[Stored items]
------
use anyhow::anyhow;
use async_trait::async_trait;
use reqwest::header::{self, HeaderValue};
use serde::{Deserialize, Serialize};

use crate::{
    crawler::{sylapp::Sylapp, FetchError, QuoteSource},
    declare::{Instrument, QuoteRecord},
    util,
};

/// 成功的回覆代碼
const SUCCESS_CODE: &str = "0000";
/// token 過期的回覆代碼
const TOKEN_EXPIRED_CODE: &str = "6403";

/// K 線請求內容，只取最近一根日 K
///
/// `{"Market":"SZ","Inst":"002139","Period":"DAY","ReqID":1,"servicetype":"KLINE","StartID":0,"EndID":-1}`
#[derive(Serialize, Debug)]
struct KlineRequest<'a> {
    #[serde(rename = "Market")]
    market: &'a str,
    #[serde(rename = "Inst")]
    inst: &'a str,
    #[serde(rename = "Period")]
    period: &'static str,
    #[serde(rename = "ReqID")]
    req_id: i32,
    #[serde(rename = "servicetype")]
    service_type: &'static str,
    #[serde(rename = "StartID")]
    start_id: i64,
    #[serde(rename = "EndID")]
    end_id: i64,
}

impl<'a> KlineRequest<'a> {
    fn latest_day(market: &'a str, inst: &'a str) -> Self {
        KlineRequest {
            market,
            inst,
            period: "DAY",
            req_id: 1,
            service_type: "KLINE",
            start_id: 0,
            end_id: -1,
        }
    }
}

#[derive(Deserialize, Debug, Default)]
struct KlineResponse {
    #[serde(rename = "Code", default)]
    code: String,
    #[serde(
        rename = "Message",
        default,
        deserialize_with = "crate::crawler::null_as_default"
    )]
    message: String,
    #[serde(rename = "QuoteData", default)]
    quote_data: Option<QuoteData>,
}

#[derive(Deserialize, Debug, Default)]
struct QuoteData {
    #[serde(rename = "KlineData", default)]
    kline_data: Vec<Kline>,
}

/// 一根 K 棒，欄位名稱沿用上游的大駝峰
#[derive(Deserialize, Debug, Default)]
#[serde(rename_all = "PascalCase", default)]
struct Kline {
    #[serde(deserialize_with = "crate::crawler::null_as_default")]
    trading_day: i64,
    #[serde(deserialize_with = "crate::crawler::null_as_default")]
    time: i64,
    #[serde(deserialize_with = "crate::crawler::null_as_default")]
    high: f64,
    #[serde(deserialize_with = "crate::crawler::null_as_default")]
    open: f64,
    #[serde(deserialize_with = "crate::crawler::null_as_default")]
    low: f64,
    #[serde(deserialize_with = "crate::crawler::null_as_default")]
    close: f64,
    #[serde(deserialize_with = "crate::crawler::null_as_default")]
    volume: f64,
    #[serde(deserialize_with = "crate::crawler::null_as_default")]
    amount: f64,
    #[serde(deserialize_with = "crate::crawler::null_as_default")]
    tick_count: i64,
    #[serde(deserialize_with = "crate::crawler::null_as_default")]
    after_trade_volume: f64,
    #[serde(deserialize_with = "crate::crawler::null_as_default")]
    after_trade_amount: f64,
    #[serde(deserialize_with = "crate::crawler::null_as_default")]
    pre_close: f64,
    #[serde(deserialize_with = "crate::crawler::null_as_default")]
    settlement_price: f64,
}

impl From<Kline> for QuoteRecord {
    fn from(k: Kline) -> Self {
        QuoteRecord {
            trading_day: k.trading_day,
            time: k.time,
            high: k.high,
            open: k.open,
            low: k.low,
            close: k.close,
            volume: k.volume as i64,
            amount: k.amount,
            tick_count: k.tick_count,
            after_trade_volume: k.after_trade_volume as i64,
            after_trade_amount: k.after_trade_amount,
            pre_close: k.pre_close,
            settlement_price: k.settlement_price,
            ..Default::default()
        }
    }
}

/// 將上游的回覆轉成報價紀錄
///
/// `0000` 取第一根 K 棒，`6403` 是 token 過期，其餘代碼一律視為上游錯誤。
fn parse_response(text: &str) -> Result<QuoteRecord, FetchError> {
    let res: KlineResponse = serde_json::from_str(text)?;

    match res.code.as_str() {
        SUCCESS_CODE => res
            .quote_data
            .and_then(|qd| qd.kline_data.into_iter().next())
            .map(QuoteRecord::from)
            .ok_or_else(|| FetchError::Upstream {
                code: res.code.clone(),
                message: "no kline data in the response".to_string(),
            }),
        TOKEN_EXPIRED_CODE => Err(FetchError::TokenExpired(res.message)),
        _ => Err(FetchError::Upstream {
            code: res.code,
            message: res.message,
        }),
    }
}

impl Sylapp {
    fn build_headers(&self) -> Result<header::HeaderMap, FetchError> {
        let mut headers = header::HeaderMap::with_capacity(2);
        headers.insert(
            "token",
            HeaderValue::from_str(&self.token)
                .map_err(|why| FetchError::Transport(anyhow!("invalid token header: {:?}", why)))?,
        );
        // 上游要求這個 content-type，實際的內容是 JSON
        headers.insert(
            header::CONTENT_TYPE,
            HeaderValue::from_static("application/x-www-form-urlencoded"),
        );

        Ok(headers)
    }
}

#[async_trait]
impl QuoteSource for Sylapp {
    async fn fetch(&self, instrument: &Instrument) -> Result<QuoteRecord, FetchError> {
        let req = KlineRequest::latest_day(&instrument.exchange, &instrument.code);
        let body = serde_json::to_string(&req)?;
        let text = util::http::post(&self.client, &self.url, Some(self.build_headers()?), body)
            .await
            .map_err(FetchError::Transport)?;

        parse_response(&text)
    }
}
------
● ASSIGNED TASK: Calculate the number of lines above that include the word "body", giving that number by itself.

● EXERCISE OUTPUT: 2